Exercise details
Count the lines below that contain the word "usize", and reply with only that number.
================================
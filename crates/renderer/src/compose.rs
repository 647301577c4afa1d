//! Multi-line composition.

use statline_config::{FlexMode, Settings};
use statline_core::RenderContext;
use statline_widgets::context_percentage::{used_percent, CONTEXT_WINDOW};

use crate::layout::render_line;

/// Columns given up by the narrow flex modes.
const COMPACT_MARGIN: usize = 40;

/// Width the layout engine may fill, per `flexMode`.
pub fn effective_width(settings: &Settings, ctx: &RenderContext) -> Option<usize> {
    let full = usize::from(ctx.terminal_width?);
    let narrow = full.saturating_sub(COMPACT_MARGIN);

    Some(match settings.flex_mode {
        FlexMode::Full => full,
        FlexMode::FullMinus40 => narrow,
        FlexMode::FullUntilCompact => {
            let used = ctx
                .token_metrics
                .map(|m| used_percent(m.context_length, CONTEXT_WINDOW))
                .unwrap_or(0.0);
            if used >= f64::from(settings.compact_threshold) {
                narrow
            } else {
                full
            }
        }
    })
}

/// Render every configured line and join them with newlines.  Lines that
/// render nothing stay in place as empty strings.
pub fn render_status_line(settings: &Settings, ctx: &RenderContext) -> String {
    let width = effective_width(settings, ctx);
    settings
        .lines
        .iter()
        .map(|items| render_line(items, ctx, settings, width))
        .collect::<Vec<_>>()
        .join("\n")
}

#[cfg(test)]
mod tests {
    use super::*;
    use statline_config::{ColorLevel, WidgetItem};
    use statline_core::TokenMetrics;

    fn text(id: &str, s: &str) -> WidgetItem {
        WidgetItem {
            custom_text: Some(s.into()),
            ..WidgetItem::new(id, "custom-text")
        }
    }

    fn plain(lines: Vec<Vec<WidgetItem>>) -> Settings {
        Settings {
            lines,
            color_level: ColorLevel::None,
            ..Settings::default()
        }
    }

    #[test]
    fn lines_keep_their_positions() {
        let settings = plain(vec![
            vec![text("1", "top")],
            vec![WidgetItem::new("2", "custom-text")],
            vec![text("3", "bottom")],
        ]);
        let out = render_status_line(&settings, &RenderContext::preview());
        assert_eq!(out, "top\n\nbottom");
    }

    #[test]
    fn lines_fill_independently() {
        let settings = plain(vec![
            vec![text("1", "a"), WidgetItem::new("2", "flex-separator"), text("3", "b")],
            vec![text("4", "ccc"), WidgetItem::new("5", "flex-separator"), text("6", "d")],
        ]);
        let mut ctx = RenderContext::preview();
        ctx.terminal_width = Some(6);
        assert_eq!(render_status_line(&settings, &ctx), "a    b\nccc  d");
    }

    #[test]
    fn flex_modes() {
        let mut settings = plain(Vec::new());
        let mut ctx = RenderContext::preview();
        ctx.terminal_width = Some(120);
        assert_eq!(effective_width(&settings, &ctx), Some(120));

        settings.flex_mode = FlexMode::FullMinus40;
        assert_eq!(effective_width(&settings, &ctx), Some(80));

        settings.flex_mode = FlexMode::FullUntilCompact;
        settings.compact_threshold = 60;
        ctx.token_metrics = Some(TokenMetrics {
            context_length: 100_000,
            ..TokenMetrics::default()
        });
        assert_eq!(effective_width(&settings, &ctx), Some(120));
        ctx.token_metrics = Some(TokenMetrics {
            context_length: 130_000,
            ..TokenMetrics::default()
        });
        assert_eq!(effective_width(&settings, &ctx), Some(80));

        ctx.terminal_width = None;
        assert_eq!(effective_width(&settings, &ctx), None);
    }

    #[test]
    fn rendering_is_idempotent() {
        let mut settings = Settings::default();
        settings.lines.push(vec![
            WidgetItem::new("a", "block-timer"),
            WidgetItem::new("b", "flex-separator"),
            WidgetItem::new("c", "context-percentage"),
        ]);
        let mut ctx = RenderContext::preview();
        ctx.terminal_width = Some(100);
        assert_eq!(render_status_line(&settings, &ctx), render_status_line(&settings, &ctx));
    }
}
================================
Written response
3